Historic preservationists say Mohawk Valley turbines would disrupt serenity of monastic life

JORDANVILLE – The sky above this rolling Mohawk Valley farmland is a battleground between golden onion-shaped domes of the nation’s largest Russian Orthodox monastery and sweeping wind turbine towers intended to harvest clean power.

On Friday, a statewide historic preservation group sided with Holy Trinity Monastery of the Russian Orthodox Church Abroad, where monks fear a proposed wind farm a mile away will disturb contemplative religious life.

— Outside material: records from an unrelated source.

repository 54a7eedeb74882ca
pub mod math;
pub mod time;

// Foundation crate: small, well-tested primitives only.
pub use math::*;
pub use time::*;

“The monastery is of extraordinary historic, religious and cultural significance, but it is currently threatened,” said Jay DiLorenzo, President of the Preservation League of New York State. The group named the monastery as one of its seven historic sites statewide in need of protection.

If built, the Jordanville Wind Project, located about 85 miles west of Albany, could have as many as 49 wind turbines on private land that would generate enough power for up to 60,000 homes.

Last month, state Supreme Court Justice Donald Greenwood blocked the project because the towns of Stark and Warren issued approval permits without adequately considering potential environmental impacts.

Father Luke Murianka, deputy abbott for the monastery, in a press statement called the site “a place of immeasurable importance” for the church. A message left at the monastery seeking comment was not returned.

Russian-speaking monks, along with seminary students and lay workers, run a publishing house, an icon-painting studio, a library and a historical museum with pre-Russian Revolution artifacts.

Turning rotor blades will “cause the sunlight to flicker, and the hub of the turbine will make a high-pitched whine. At night, 24 blinking red lights will fill the sky facing the monastery, and the serenity that the monks and pilgrims have long sought will be gone, quite literally, with the wind,” said Tania Werbizky, league regional director of Technical and Grant Programs for western New York.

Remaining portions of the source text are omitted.